"Let Facts be submitted to a candid world..."
As John Adams said a few years earlier, "Facts are stubborn things..."
Some cretin in the neighborhood here hadn’t dispensed with the veritable war zone that is created in our hometown on the 4th of July, and last night was not as peaceful as I’d hoped. More explosions and cracks as the light died out on an unusually warm night here in the PNW. I’m cranky enough that I’ve come full circle, to a degree I suppose. Fact is, I never loved fireworks and I’ve always been unnerved by the noise. The lights are nice on the big professional ones, but the noise—and at this point in my life, a man surrounded by dogs much of the time, I could just do without them.
No, I don’t want to ban them, nor call for an end to a sacred tradition. Ugh—there goes another one, though so far, Seamus the beagle has not been too moved by the sounds. The 4th of July is a sacred thing, and to paraphrase Charles Dickens, my unhallowed hands shall not disturb it.
Speaking of not disturbing sacred things, let’s get back to the most important business of our time—the First Amendment. I start with the “s” word again here. The First Amendment is sacred, and simply so. Thankfully, we have fresh proof of this and a district court judge in Louisiana made a key ruling in a case called Missouri vs. Biden. No matter your opinion on the matter, it is a landmark case that is still winding through the court. During the discovery phase, you may have read, that extensive evidence was uncovered showing the U.S. government, with encouragement of the last two Presidential administrations, coerced social media companies into violating a number of people’s First Amendment rights. That is the fact—and it is incontrovertible. You may agree with the government’s view that it should do so because covid. And you have a right to believe that—but please understand that it is a violation of U.S. Constitutional law. It is illegal and it makes a president who does it unfit for office. In this case, the lawsuit is against the current White House occupant and the judicial ruling reaches far and wide into the administration’s ability to communicate directly with social media companies.
Addendum: The New York Times covered the court case with incredulity that a sitting judge would accept with “little skepticism” claims that the vaccine did not prevent covid transmission. I was so befuddled, I wrote the co-author of the piece, reporter Michael Shear, who has a very fine reputation as a reporter. But apparently, I’m not the only one to call this out. Here is the fact—whether you agree or not is immaterial, because it is true: the covid vaccines do not now, and never did prevent transmission of the virus, making the vaccine mandates suspicious at very best. Does the Times have a right to print nonsense? Absolutely—but since its entire reputation rests on being “the paper of record,” one would think that printing facts and truth would be one of its paramount values. Apparently not.
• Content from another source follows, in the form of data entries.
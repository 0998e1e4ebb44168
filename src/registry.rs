//! Element to tooltip association
//!
//! The registry owns every bound [`TooltipWidget`], finds them again by
//! trigger element for programmatic `show`/`hide`/`destroy`, and routes host
//! events to the widget whose trigger or tip the event hit.

use std::collections::{BTreeMap, HashMap};
use std::sync::atomic::{AtomicU64, Ordering};
use std::time::Instant;

use crate::config::TooltipOptions;
use crate::dom::{Document, ElementId};
use crate::error::{Result, TipsyError};
use crate::event::{Dispatch, PointerEvent};
use crate::widget::TooltipWidget;

static NEXT_TIP_ID: AtomicU64 = AtomicU64::new(1);

/// Process-wide unique identifier for a tip container
pub fn next_tip_id() -> String {
    format!("tipsy-{}", NEXT_TIP_ID.fetch_add(1, Ordering::Relaxed))
}

#[derive(Debug, Clone, Copy, PartialEq, Eq, Hash, PartialOrd, Ord)]
pub struct WidgetId(u64);

#[derive(Default)]
pub struct Registry {
    widgets: BTreeMap<WidgetId, TooltipWidget>,
    by_trigger: HashMap<ElementId, Vec<WidgetId>>,
    next_id: u64,
}

impl Registry {
    pub fn new() -> Self {
        Self::default()
    }

    pub fn len(&self) -> usize {
        self.widgets.len()
    }

    pub fn is_empty(&self) -> bool {
        self.widgets.is_empty()
    }

    /// Bind a tooltip to `trigger`.
    ///
    /// Binding an element that already has a tooltip adds a second,
    /// independent one; check [`Registry::instance`] first to avoid that.
    pub fn bind(
        &mut self,
        doc: &mut dyn Document,
        trigger: ElementId,
        options: &TooltipOptions,
    ) -> Result<WidgetId> {
        let widget = TooltipWidget::bind(doc, trigger, options, next_tip_id())?;
        let id = WidgetId(self.next_id);
        self.next_id += 1;

        self.widgets.insert(id, widget);
        self.by_trigger.entry(trigger).or_default().push(id);
        Ok(id)
    }

    /// Bind every element matching `selector`; returns how many were bound.
    ///
    /// All or nothing: if one match fails to bind, the ones bound before it
    /// are torn down again.
    pub fn bind_selector(
        &mut self,
        doc: &mut dyn Document,
        selector: &str,
        options: &TooltipOptions,
    ) -> Result<usize> {
        let targets = doc.select(selector);
        let mut bound = Vec::with_capacity(targets.len());
        for trigger in &targets {
            match self.bind(doc, *trigger, options) {
                Ok(id) => bound.push((*trigger, id)),
                Err(e) => {
                    for (trigger, id) in bound {
                        self.unbind(doc, trigger, id);
                    }
                    return Err(e);
                }
            }
        }
        log::debug!("Bound {} element(s) for '{}'", targets.len(), selector);
        Ok(targets.len())
    }

    /// Most recently bound tooltip of `trigger`
    pub fn instance(&self, trigger: ElementId) -> Option<&TooltipWidget> {
        let id = self.latest(trigger)?;
        self.widgets.get(&id)
    }

    pub fn instance_mut(&mut self, trigger: ElementId) -> Option<&mut TooltipWidget> {
        let id = self.latest(trigger)?;
        self.widgets.get_mut(&id)
    }

    pub fn widget(&self, id: WidgetId) -> Option<&TooltipWidget> {
        self.widgets.get(&id)
    }

    pub fn widgets(&self) -> impl Iterator<Item = &TooltipWidget> {
        self.widgets.values()
    }

    pub fn show(&mut self, doc: &mut dyn Document, trigger: ElementId, now: Instant) -> Result<()> {
        self.instance_mut(trigger)
            .ok_or(TipsyError::NotBound(trigger))?
            .show(doc, None, now)
    }

    pub fn hide(&mut self, doc: &mut dyn Document, trigger: ElementId, now: Instant) -> Result<()> {
        self.instance_mut(trigger)
            .ok_or(TipsyError::NotBound(trigger))?
            .hide(doc, None, now)
    }

    /// Tear down every tooltip bound to `trigger`.
    ///
    /// Destroying an element with nothing bound is a no-op.
    pub fn destroy(&mut self, doc: &mut dyn Document, trigger: ElementId) {
        let Some(ids) = self.by_trigger.remove(&trigger) else {
            return;
        };
        for id in ids {
            if let Some(mut widget) = self.widgets.remove(&id) {
                widget.destroy(doc);
            }
        }
    }

    /// Deliver a host event to the tooltips it concerns
    pub fn dispatch(
        &mut self,
        doc: &mut dyn Document,
        event: &PointerEvent,
        now: Instant,
    ) -> Result<Dispatch> {
        let mut dispatch = Dispatch::default();
        let mut first_error = None;
        for widget in self.widgets.values_mut() {
            if widget.trigger() != event.target && !widget.owns_node(event.target) {
                continue;
            }
            match widget.handle(doc, event, now) {
                Ok(handled) => dispatch = dispatch.merge(handled),
                Err(e) => {
                    log::warn!("{} failed to handle {}: {}", widget.tip_id(), event.kind, e);
                    first_error.get_or_insert(e);
                }
            }
        }
        first_error.map_or(Ok(dispatch), Err)
    }

    /// Advance timers and fades; returns true if anything visible changed
    pub fn tick(&mut self, doc: &mut dyn Document, now: Instant) -> Result<bool> {
        let mut changed = false;
        let mut first_error = None;
        for widget in self.widgets.values_mut() {
            match widget.tick(doc, now) {
                Ok(ticked) => changed |= ticked,
                Err(e) => {
                    log::warn!("{} failed to tick: {}", widget.tip_id(), e);
                    first_error.get_or_insert(e);
                }
            }
        }
        first_error.map_or(Ok(changed), Err)
    }

    fn unbind(&mut self, doc: &mut dyn Document, trigger: ElementId, id: WidgetId) {
        if let Some(mut widget) = self.widgets.remove(&id) {
            widget.destroy(doc);
        }
        if let Some(ids) = self.by_trigger.get_mut(&trigger) {
            ids.retain(|bound| *bound != id);
            if ids.is_empty() {
                self.by_trigger.remove(&trigger);
            }
        }
    }

    fn latest(&self, trigger: ElementId) -> Option<WidgetId> {
        self.by_trigger.get(&trigger)?.last().copied()
    }
}

#[cfg(test)]
#[path = "registry_tests.rs"]
mod registry_tests;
I struggle at times to fill content beyond what is written above. I’m no political writer, and I don’t pretend to be. It is more than self-evident that the government has no right to control the speech of American citizens, no matter what is said. As I’ve said, I’m not really interested in trying to change anyone’s political views, but limiting First Amendment rights, or “cancelling” them altogether, while certainly a political act on the part of the people committing the crime, has a direct impact on every single one of us and it is the beginning of the end of individual liberty.
In a previous post, I mentioned this and cited a number of historical perspectives about the dangers of limiting speech. The only answer to speech you don’t agree with is more speech. Now that we have a ruling from a judge on the case, it appears headway is being made back to this basic American freedom, we will see. As the author wrote in the article linked above, the government has appealed the decision because covid (and other dangers from which you and I should not have the right to protect ourselves according to “they that know better…”). But they will most likely fail in that pursuit in my view, no matter what judge hears the appeal. Free speech means more speech, not less. More debate, not less and just because debate has become vitriolic, mean and nasty, it does not follow there should be less of it. What’s needed is more education on what civil discourse looks like. All ideas are open to debate, whether one agrees with them or not.
In his testimony before Congress about covid, Dr. Martin Makary, professor of medicine at the Johns Hopkins Hospital in Baltimore, Maryland, said that the greatest perpetrator of misinformation during the pandemic—was the U.S. government, and he brought the receipts. If the government is deciding what can be said, and what cannot—and then using its power to assert only its own beliefs, ideas and policies, then we no longer have a First Amendment. One judge, at least, has called that issue to account. Let’s hope more follow suit.
It is time to talk—a lot, and about everything. No stone unturned, no debate too “risky.” It’s all on the table—and it all should be.